[erlang-questions] -spec tuple variable size
Dmitry Kolesnikov
dmkolesnikov@REDACTED
Thu Nov 29 17:46:28 CET 2012
Hello,
Thanks for your comment, appreciate it.
Unfortunately, you have missed my use-case.
I do offer an api to store a tuple. The storage do not concern the tuple cardinality, in similar fashion like ets/dets does. One of my current limitation is that tuple elements MUST be a particular data type. I simply want to validate that client writes tuples with supported data types. I am also fine with generic tuple() data type but it is less error prone.
- Dmitry
On Nov 29, 2012, at 6:24 PM, Siraaj Khandkar <siraaj@REDACTED> wrote:
> Hmmm, IDK, that just seems wrong to me. If what you're offering clients is a
> variable number of elements, then, semantically, you're offering them a list.

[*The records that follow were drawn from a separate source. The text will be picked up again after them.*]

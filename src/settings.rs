//! Simulation settings
//!
//! Loaded from an optional JSON file; any field left out takes its default.

use std::path::Path;

use serde::{Deserialize, Serialize};

use crate::consts::*;
use crate::error::ConfigError;
use crate::sim::{Arena, PhysicsBody, Vector2D};

#[derive(Debug, Clone, PartialEq, Serialize, Deserialize)]
#[serde(default)]
pub struct Settings {
    pub arena_width: f64,
    pub arena_height: f64,
    pub body_radius: f64,
    pub body_mass: f64,
    /// Velocity units added per tick
    pub gravity: f64,
    /// Horizontal velocity multiplier while grounded
    pub friction: f64,
    /// Fixed loop rate of the driver
    pub tick_hz: f64,
    /// `None` starts the body at the arena centre
    pub start_position: Option<Vector2D>,
    pub start_velocity: Vector2D,
}

impl Default for Settings {
    fn default() -> Self {
        Self {
            arena_width: ARENA_WIDTH,
            arena_height: ARENA_HEIGHT,
            body_radius: BODY_RADIUS,
            body_mass: BODY_MASS,
            gravity: DEFAULT_GRAVITY,
            friction: FLOOR_FRICTION,
            tick_hz: TICK_HZ,
            start_position: None,
            start_velocity: Vector2D::ZERO,
        }
    }
}

fn positive(field: &'static str, value: f64) -> Result<(), ConfigError> {
    if value.is_finite() && value > 0.0 {
        Ok(())
    } else {
        Err(ConfigError::NonPositive { field, value })
    }
}

impl Settings {
    /// Read and validate settings from a JSON file
    pub fn load(path: impl AsRef<Path>) -> Result<Self, ConfigError> {
        let json = std::fs::read_to_string(path)?;
        let settings = Self::from_json(&json)?;
        log::info!("Loaded settings");
        Ok(settings)
    }

    pub fn from_json(json: &str) -> Result<Self, ConfigError> {
        let settings: Settings = serde_json::from_str(json)?;
        settings.validate()?;
        Ok(settings)
    }

    pub fn to_json(&self) -> Result<String, ConfigError> {
        Ok(serde_json::to_string_pretty(self)?)
    }

    /// Startup checks; nothing here is re-checked per tick
    pub fn validate(&self) -> Result<(), ConfigError> {
        positive("arena_width", self.arena_width)?;
        positive("arena_height", self.arena_height)?;
        positive("body_radius", self.body_radius)?;
        positive("body_mass", self.body_mass)?;
        positive("gravity", self.gravity)?;
        if !(MIN_TICK_HZ..=MAX_TICK_HZ).contains(&self.tick_hz) {
            return Err(ConfigError::TickRateOutOfRange {
                value: self.tick_hz,
                min: MIN_TICK_HZ,
                max: MAX_TICK_HZ,
            });
        }
        if !(self.friction > 0.0 && self.friction <= 1.0) {
            return Err(ConfigError::FrictionOutOfRange(self.friction));
        }

        let arena = self.arena();
        arena.check_fits(self.body_radius)?;

        let start = self.start();
        if !start.is_finite() || !arena.contains(start, self.body_radius) {
            return Err(ConfigError::StartOutsideArena {
                x: start.x(),
                y: start.y(),
            });
        }
        Ok(())
    }

    pub fn arena(&self) -> Arena {
        Arena::new(self.arena_width, self.arena_height)
    }

    fn start(&self) -> Vector2D {
        self.start_position.unwrap_or_else(|| self.arena().center())
    }

    /// The body described by these settings
    pub fn body(&self) -> PhysicsBody {
        PhysicsBody::new(self.start(), self.body_mass, self.body_radius)
            .with_velocity(self.start_velocity)
    }
}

> If a client wants to optimize lookups, it should be left up to the client app
> to convert it to a tuple.
>
> If you think about it, you're asking for a static guarantee for something that
> is only known at runtime, which is not possible.
>
> Alternatively, I guess you can write a template that expands to 4096 elements :)
>
>
> On Nov 29, 2012, at 11:08 AM, Dmitry Kolesnikov <dmkolesnikov@REDACTED> wrote:
>
>> Hello,
>>
>> Yes, you are right that tuples are converted into list during the serialisation process. You cannot avoid it but api offered to client uses tuples.
>>
>> - Dmitry
>>
>> On Nov 29, 2012, at 6:03 PM, Siraaj Khandkar <siraaj@REDACTED> wrote:
>>
>>> I don't know all the technicalities of Erlang's type specs, but in general -
>>> variable growth is antithetical to the concept of a tuple.
>>>
>>> You'll still need to accumulate the elements in some list before you convert
>>> it to a tuple, so why not just spec that list?
>>>
>>>
>>> On Nov 28, 2012, at 5:10 PM, Dmitry Kolesnikov <dmkolesnikov@REDACTED> wrote:
>>>
>>>> Hello,
>>>>
>>>> Thanks for response!
>>>> Let me explain better what I am trying to achieve.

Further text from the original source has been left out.